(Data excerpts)
BEGIN

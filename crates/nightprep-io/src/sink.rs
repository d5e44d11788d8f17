//! Where enhanced frames go.
//!
//! Every frame produces two files that share its logical ID:
//!
//! ```text
//! <root>/processed_images/<id>.<source extension>
//! <root>/masks/<id>.png
//! ```
//!
//! Masks are always PNG so the binary values survive unchanged; lossy
//! formats would blur the 0/255 boundary.

use std::fs::File;
use std::io::{BufWriter, Write as _};
use std::path::{Path, PathBuf};

use image::codecs::jpeg::JpegEncoder;
use image::{ImageError, ImageFormat, ImageResult};
use nightprep_pipeline::{EnhancedFrame, RgbImage};

use crate::IoError;
use crate::source::FrameEntry;

/// Subdirectory holding enhanced color images.
pub const IMAGES_DIR: &str = "processed_images";

/// Subdirectory holding exclusion masks.
pub const MASKS_DIR: &str = "masks";

/// JPEG quality for enhanced images written in JPEG format.
pub const JPEG_QUALITY: u8 = 95;

/// Paths of the two files written for one frame.
#[derive(Debug, Clone, PartialEq, Eq)]
pub struct WrittenFrame {
    /// Enhanced color image.
    pub image_path: PathBuf,
    /// Exclusion mask.
    pub mask_path: PathBuf,
}

/// Receives each enhanced frame in processing order.
pub trait FrameSink {
    /// Persist the enhanced image and mask for `entry`.
    ///
    /// # Errors
    ///
    /// Returns an [`IoError`] if either output cannot be written. The
    /// driver treats this as fatal.
    fn write(&mut self, entry: &FrameEntry, frame: &EnhancedFrame) -> Result<WrittenFrame, IoError>;
}

/// Output path scheme under a root directory.
#[derive(Debug, Clone, PartialEq, Eq)]
pub struct OutputLayout {
    images: PathBuf,
    masks: PathBuf,
}

impl OutputLayout {
    /// Layout rooted at `root`.
    #[must_use]
    pub fn new(root: impl AsRef<Path>) -> Self {
        let root = root.as_ref();
        Self {
            images: root.join(IMAGES_DIR),
            masks: root.join(MASKS_DIR),
        }
    }

    /// Directory holding enhanced images.
    #[must_use]
    pub fn images_dir(&self) -> &Path {
        &self.images
    }

    /// Directory holding masks.
    #[must_use]
    pub fn masks_dir(&self) -> &Path {
        &self.masks
    }

    /// `processed_images/{id}.{extension}`
    #[must_use]
    pub fn image_path(&self, id: &str, extension: &str) -> PathBuf {
        self.images.join(format!("{id}.{extension}"))
    }

    /// `masks/{id}.png`
    #[must_use]
    pub fn mask_path(&self, id: &str) -> PathBuf {
        self.masks.join(format!("{id}.png"))
    }
}

/// Writes frames to the filesystem using an [`OutputLayout`].
#[derive(Debug, Clone)]
pub struct DiskSink {
    layout: OutputLayout,
}

impl DiskSink {
    /// Create both output directories (and any missing parents) under
    /// `root`. Existing files are overwritten by later writes.
    ///
    /// # Errors
    ///
    /// Returns [`IoError::OutputDirectory`] if a directory cannot be
    /// created.
    pub fn create(root: impl AsRef<Path>) -> Result<Self, IoError> {
        let layout = OutputLayout::new(root);
        for dir in [layout.images_dir(), layout.masks_dir()] {
            std::fs::create_dir_all(dir).map_err(|source| IoError::OutputDirectory {
                path: dir.to_path_buf(),
                source,
            })?;
        }
        Ok(Self { layout })
    }

    /// The path scheme this sink writes to.
    #[must_use]
    pub const fn layout(&self) -> &OutputLayout {
        &self.layout
    }
}

impl FrameSink for DiskSink {
    fn write(&mut self, entry: &FrameEntry, frame: &EnhancedFrame) -> Result<WrittenFrame, IoError> {
        let image_path = self.layout.image_path(&entry.id, &entry.extension);
        let format = ImageFormat::from_extension(&entry.extension).ok_or_else(|| {
            IoError::UnsupportedFormat {
                path: image_path.clone(),
            }
        })?;
        save_image(&frame.image, &image_path, format).map_err(|source| IoError::Write {
            path: image_path.clone(),
            source,
        })?;

        let mask_path = self.layout.mask_path(&entry.id);
        frame
            .mask
            .as_image()
            .save_with_format(&mask_path, ImageFormat::Png)
            .map_err(|source| IoError::Write {
                path: mask_path.clone(),
                source,
            })?;

        Ok(WrittenFrame {
            image_path,
            mask_path,
        })
    }
}

/// Encode `image` to `path`, using [`JPEG_QUALITY`] for JPEG output.
fn save_image(image: &RgbImage, path: &Path, format: ImageFormat) -> ImageResult<()> {
    if format != ImageFormat::Jpeg {
        return image.save_with_format(path, format);
    }
    let mut writer = BufWriter::new(File::create(path).map_err(ImageError::IoError)?);
    image.write_with_encoder(JpegEncoder::new_with_quality(&mut writer, JPEG_QUALITY))?;
    writer.flush().map_err(ImageError::IoError)
}

#[cfg(test)]
#[allow(clippy::unwrap_used)]
mod tests {
    use nightprep_pipeline::{Dimensions, ExclusionMask, RgbImage};

    use super::*;

    fn entry(name: &str) -> FrameEntry {
        FrameEntry::from_path(Path::new(name)).unwrap()
    }

    fn frame(w: u32, h: u32) -> EnhancedFrame {
        let dims = Dimensions {
            width: w,
            height: h,
        };
        EnhancedFrame {
            image: RgbImage::from_pixel(w, h, image::Rgb([90, 120, 150])),
            mask: ExclusionMask::from_region(dims, |_, y| y >= h / 2),
        }
    }

    #[test]
    fn layout_paths() {
        let layout = OutputLayout::new("/out");
        assert_eq!(
            layout.image_path("000123", "jpg"),
            Path::new("/out/processed_images/000123.jpg")
        );
        assert_eq!(layout.mask_path("000123"), Path::new("/out/masks/000123.png"));
    }

    #[test]
    fn create_makes_both_directories() {
        let dir = tempfile::tempdir().unwrap();
        let root = dir.path().join("run").join("nested");
        let sink = DiskSink::create(&root).unwrap();
        assert!(root.join(IMAGES_DIR).is_dir());
        assert!(root.join(MASKS_DIR).is_dir());
        assert_eq!(sink.layout(), &OutputLayout::new(&root));
    }

    #[test]
    fn create_fails_when_root_is_a_file() {
        let dir = tempfile::tempdir().unwrap();
        let root = dir.path().join("occupied");
        std::fs::write(&root, b"not a directory").unwrap();
        assert!(matches!(
            DiskSink::create(&root),
            Err(IoError::OutputDirectory { .. })
        ));
    }

    #[test]
    fn write_png_round_trips_image_and_mask() {
        let dir = tempfile::tempdir().unwrap();
        let mut sink = DiskSink::create(dir.path()).unwrap();
        let enhanced = frame(6, 4);

        let written = sink.write(&entry("frame_07.png"), &enhanced).unwrap();
        assert_eq!(written.image_path, dir.path().join("processed_images/frame_07.png"));
        assert_eq!(written.mask_path, dir.path().join("masks/frame_07.png"));

        let image = image::open(&written.image_path).unwrap().to_rgb8();
        assert_eq!(image, enhanced.image);

        let mask = image::open(&written.mask_path).unwrap();
        assert_eq!(mask.color(), image::ColorType::L8);
        assert_eq!(&mask.to_luma8(), enhanced.mask.as_image());
    }

    #[test]
    fn jpeg_source_keeps_extension_but_mask_is_png() {
        let dir = tempfile::tempdir().unwrap();
        let mut sink = DiskSink::create(dir.path()).unwrap();
        let written = sink.write(&entry("000001.JPG"), &frame(16, 16)).unwrap();

        assert_eq!(written.image_path.file_name().unwrap(), "000001.JPG");
        assert_eq!(written.mask_path.file_name().unwrap(), "000001.png");
        let reread = image::open(&written.image_path).unwrap();
        assert_eq!(reread.width(), 16);
        assert_eq!(
            image::ImageFormat::from_path(&written.mask_path).unwrap(),
            ImageFormat::Png
        );
    }

    fn mean_abs_error(a: &RgbImage, b: &RgbImage) -> f64 {
        let total: u64 = a
            .as_raw()
            .iter()
            .zip(b.as_raw())
            .map(|(&x, &y)| u64::from(x.abs_diff(y)))
            .sum();
        #[allow(clippy::cast_precision_loss)]
        let mean = total as f64 / a.as_raw().len() as f64;
        mean
    }

    #[test]
    fn jpeg_output_uses_high_quality() {
        let dir = tempfile::tempdir().unwrap();
        let mut sink = DiskSink::create(dir.path()).unwrap();
        let textured = RgbImage::from_fn(64, 48, |x, y| {
            #[allow(clippy::cast_possible_truncation)]
            let v = ((x * 37 + y * 91) % 251) as u8;
            image::Rgb([v, v.wrapping_mul(3), 255 - v])
        });
        let enhanced = EnhancedFrame {
            image: textured.clone(),
            mask: ExclusionMask::empty(Dimensions {
                width: 64,
                height: 48,
            }),
        };
        let written = sink.write(&entry("000002.jpg"), &enhanced).unwrap();
        let high = image::open(&written.image_path).unwrap().to_rgb8();

        let mut default_quality = Vec::new();
        textured
            .write_to(&mut std::io::Cursor::new(&mut default_quality), ImageFormat::Jpeg)
            .unwrap();
        let low = image::load_from_memory(&default_quality).unwrap().to_rgb8();

        assert!(
            mean_abs_error(&high, &textured) < mean_abs_error(&low, &textured),
            "quality {JPEG_QUALITY} output should be closer to the source than the default"
        );
        assert!(std::fs::metadata(&written.image_path).unwrap().len() > default_quality.len() as u64);
    }

    #[test]
    fn write_into_removed_directory_fails() {
        let dir = tempfile::tempdir().unwrap();
        let mut sink = DiskSink::create(dir.path()).unwrap();
        std::fs::remove_dir_all(dir.path().join(MASKS_DIR)).unwrap();
        let result = sink.write(&entry("x.bmp"), &frame(3, 3));
        assert!(matches!(result, Err(IoError::Write { .. })));
    }
}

END

WHAT NEEDS TO BE DONE
Copy out the lines above with "impl" in them.

SOLVED EXERCISE
impl OutputLayout {
    pub fn new(root: impl AsRef<Path>) -> Self {
impl DiskSink {
    pub fn create(root: impl AsRef<Path>) -> Result<Self, IoError> {
impl FrameSink for DiskSink {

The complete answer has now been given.